Por Mario Persona
Revista Partes – Ano V – fevereiro de 2005 – nº 54
Um fim de tarde, não em Itapuã, mas na igualmente baiana Costa do Sauípe.
Diante de mim, um mar que não tem tamanho sem arco-íris no ar, pois era noite respingada de luar. Fechei os olhos para enxergar melhor o vento farfalhando as folhas dos coqueiros, salva de palmas que concorria com o ribombar das ondas. No dia seguinte eu falaria de estratégia em vendas a um grupo de empresários. Agora eu não falava, só ouvia.
Logo o jantar seria servido no regaço dos coqueiros, à luz de tochas despenteadas pela brisa. Que, promovida a vento, começava a desnudar as pernas das mesas elegantemente vestidas em toalhas de um branco selênico.
Garçonetes à baiana rodavam os últimos detalhes, enquanto o branco de suas rendas fugia com a lua num turbante de nuvens. Podia chover.
Trezentos comensais de prato na mão ouviram as primeiras gotas, que não eram de saliva, tinindo a louça. A chuva chegou com um furor maior que meu suco gástrico, calibrado para afogar os peixes da travessa aonde arremessara meu anzol mental. Trezentos atletas improvisados dispararam em busca de novo prêmio: um abrigo.
Assim são as circunstâncias nos negócios. Como a chuva, não escolhem nem hora nem lugar. Circunstâncias são coisas que não podemos mudar. Imersos nelas, navegamos ao sabor de suas ondas, levados pelo capricho de seus ventos. Marinheiros sabem que não há como evitá-las, pertencem ao mar, são cúmplices por natureza. Mesmo assim navegam, pois não podem parar.
Na manhã seguinte, participamos de uma dinâmica de grupo, anotamos numa folha de papel os três principais culpados por nossos fracassos e caminhamos pelo salão. Cada um devia ler os culpados que o outro trazia no peito, só para descobrir que eram iguais aos seus. Se nem todos estavam num mesmo
barco, navegavam num mesmo mar. Sujeitos às mesmas chuvas, impossíveis de deter ou mudar.
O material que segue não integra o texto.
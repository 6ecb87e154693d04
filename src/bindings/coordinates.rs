/*!
Coordinate types.  Both texture and screen space use

```text
           x
      0 ────────▶
      │ ┌───────┐
    y │ │       │
      │ │       │
      │ │       │
      ▼ └───────┘
 ```
*/

/// A rectangle of texels.  Empty when either extent is zero.
#[derive(Debug, Clone, Copy, PartialEq, Eq, Default)]
pub struct Rect {
    pub x: u16,
    pub y: u16,
    pub width: u16,
    pub height: u16,
}

impl Rect {
    pub const fn new(x: u16, y: u16, width: u16, height: u16) -> Self {
        Rect {
            x,
            y,
            width,
            height,
        }
    }

    pub const fn full(width: u16, height: u16) -> Self {
        Rect::new(0, 0, width, height)
    }

    pub const fn is_empty(&self) -> bool {
        self.width == 0 || self.height == 0
    }

    /// Exclusive right edge.
    pub const fn right(&self) -> u32 {
        self.x as u32 + self.width as u32
    }

    /// Exclusive bottom edge.
    pub const fn bottom(&self) -> u32 {
        self.y as u32 + self.height as u32
    }

    pub const fn area(&self) -> u64 {
        self.width as u64 * self.height as u64
    }

    /// Bounding box of both rectangles.  An empty side contributes nothing.
    pub fn union(self, other: Rect) -> Rect {
        if self.is_empty() {
            return other;
        }
        if other.is_empty() {
            return self;
        }
        let x = self.x.min(other.x);
        let y = self.y.min(other.y);
        let right = self.right().max(other.right());
        let bottom = self.bottom().max(other.bottom());
        Rect::new(x, y, saturate(right - x as u32), saturate(bottom - y as u32))
    }

    /// Clips to `0..width` x `0..height`.
    pub fn clamp_to(self, width: u16, height: u16) -> Rect {
        let x = self.x.min(width);
        let y = self.y.min(height);
        let right = self.right().min(width as u32);
        let bottom = self.bottom().min(height as u32);
        Rect::new(x, y, (right - x as u32) as u16, (bottom - y as u32) as u16)
    }

    /// Whether the rectangle lies within `width` x `height`.
    pub const fn fits_within(&self, width: u16, height: u16) -> bool {
        self.right() <= width as u32 && self.bottom() <= height as u32
    }
}

#[inline]
fn saturate(extent: u32) -> u16 {
    extent.min(u16::MAX as u32) as u16
}

/// Destination of a draw, in screen pixels.
#[derive(Debug, Clone, Copy, PartialEq, Default)]
pub struct DestRect {
    pub x: f32,
    pub y: f32,
    pub width: f32,
    pub height: f32,
}

impl DestRect {
    pub const fn new(x: f32, y: f32, width: f32, height: f32) -> Self {
        DestRect {
            x,
            y,
            width,
            height,
        }
    }
}

#[cfg(test)]
mod tests {
    use super::Rect;

    #[test]
    fn union_is_bounding_box() {
        let a = Rect::new(10, 10, 50, 50);
        let b = Rect::new(100, 100, 20, 20);
        let u = a.union(b);
        assert_eq!(u, Rect::new(10, 10, 110, 110));
        assert_eq!(u.right(), 120);
        assert_eq!(u.bottom(), 120);
        assert_eq!(b.union(a), u);
    }

    #[test]
    fn union_ignores_empty() {
        let a = Rect::new(3, 4, 5, 6);
        assert_eq!(a.union(Rect::new(0, 0, 0, 10)), a);
        assert_eq!(Rect::default().union(a), a);
    }

    #[test]
    fn clamp() {
        let r = Rect::new(90, 90, 20, 20).clamp_to(100, 95);
        assert_eq!(r, Rect::new(90, 90, 10, 5));
        assert!(Rect::new(120, 0, 5, 5).clamp_to(100, 100).is_empty());
        assert!(Rect::new(0, 0, 100, 100).fits_within(100, 100));
        assert!(!Rect::new(1, 0, 100, 100).fits_within(100, 100));
    }
}
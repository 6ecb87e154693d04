/*! texture_buffers manages GPU textures that mirror a software-rendered frame buffer.

A game renders its frames on the CPU at whatever resolution it likes.  Getting
those pixels on screen efficiently needs a few things that every GL backend ends
up writing for itself:

| Concern              | What this crate does                                                               |
|----------------------|------------------------------------------------------------------------------------|
| Texture dimensions   | Pads to the next power of two unless the context supports NPOT textures            |
| Partial updates      | Accepts any source pitch; falls back to row-by-row uploads when the pitch is wide   |
| Redundant uploads    | Tracks one dirty bounding box per texture and uploads only that, or nothing        |
| Palette-indexed data | Keeps palette and indices together and uploads them as one compressed texture      |
| Drawing              | Emits a textured quad whose coordinates stop at the logical/padded ratio           |
| Context loss         | Recreates textures on request and re-uploads mirrored contents on the next draw    |

# Quick start

```
use texture_buffers::bindings::TextureBuffer;
use texture_buffers::bindings::texture_config::TextureConfig;
use texture_buffers::images::BoundDevice;
use texture_buffers::imp::SoftwareContext;
use texture_buffers::pixel_formats::PixelFormatDescriptor;

let device = BoundDevice::bind(SoftwareContext::new(""));
let mut screen = TextureBuffer::new(&device, TextureConfig::new("screen", PixelFormatDescriptor::RGB565));
screen.allocate(320, 200).unwrap();
assert_eq!((screen.padded_width(), screen.padded_height()), (512, 256));

let row = vec![0u8; 320 * 2];
screen.update_buffer(0, 0, 320, 1, &row, row.len()).unwrap();
screen.draw_full().unwrap();
```

# Layout

* [bindings] holds the texture buffer and the types it is configured and addressed with.
* [images] holds the device, capability discovery, quad geometry and a layered [images::Engine].
* [imp] is the boundary to a graphics API, with a software backend and an optional
  wgpu backend (feature `backend_wgpu`).
* [pixel_formats] describes source pixels and how they are uploaded.

# Logging

Logging goes through [logwise](https://docs.rs/logwise).  Enable the
`logwise_internal` feature for per-call debug output.
*/

logwise::declare_logging_domain!();

pub mod bindings;
mod bittricks;
pub mod images;
pub mod imp;
pub mod pixel_formats;

pub use bittricks::{FIXED_ONE, MAX_FIXED_DIMENSION, next_higher_2, padded_dimension};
Política econômica, trabalhista, cambial e o escambal. Os culpados de cada um eram as circunstâncias visíveis, presumíveis, mas imprevisíveis. Para alguns era o concorrente, que podia ser o peito bem à sua frente. Outros culpavam Sadam, Bush e o aquecimento global por seu fracasso local. O culpado de cada um estava no peito, mas não era seu o defeito. Será que culpar as circunstâncias é comum nos negócios? Meu trabalho de consultor parece mostrar que sim.
Se ainda não percebeu, consultor é aquele que cobra para aprender com o cliente. Depois, cobra para criticar e insultar, apontando as falhas de seu negócio. É quando é chamado de “insultor”. Finalmente, cobra para dar conselhos, contrariando o dito popular – “se conselho fosse bom ninguém dava, vendia”. Cobra, cobra, cobra, três vezes! Diferente do médico, cujos símbolos, Esculápio e Caduceu, trazem a cobra só uma ou duas vezes, enroladas num bastão. Talvez por cobrar um ou dois terços do que cobra um consultor.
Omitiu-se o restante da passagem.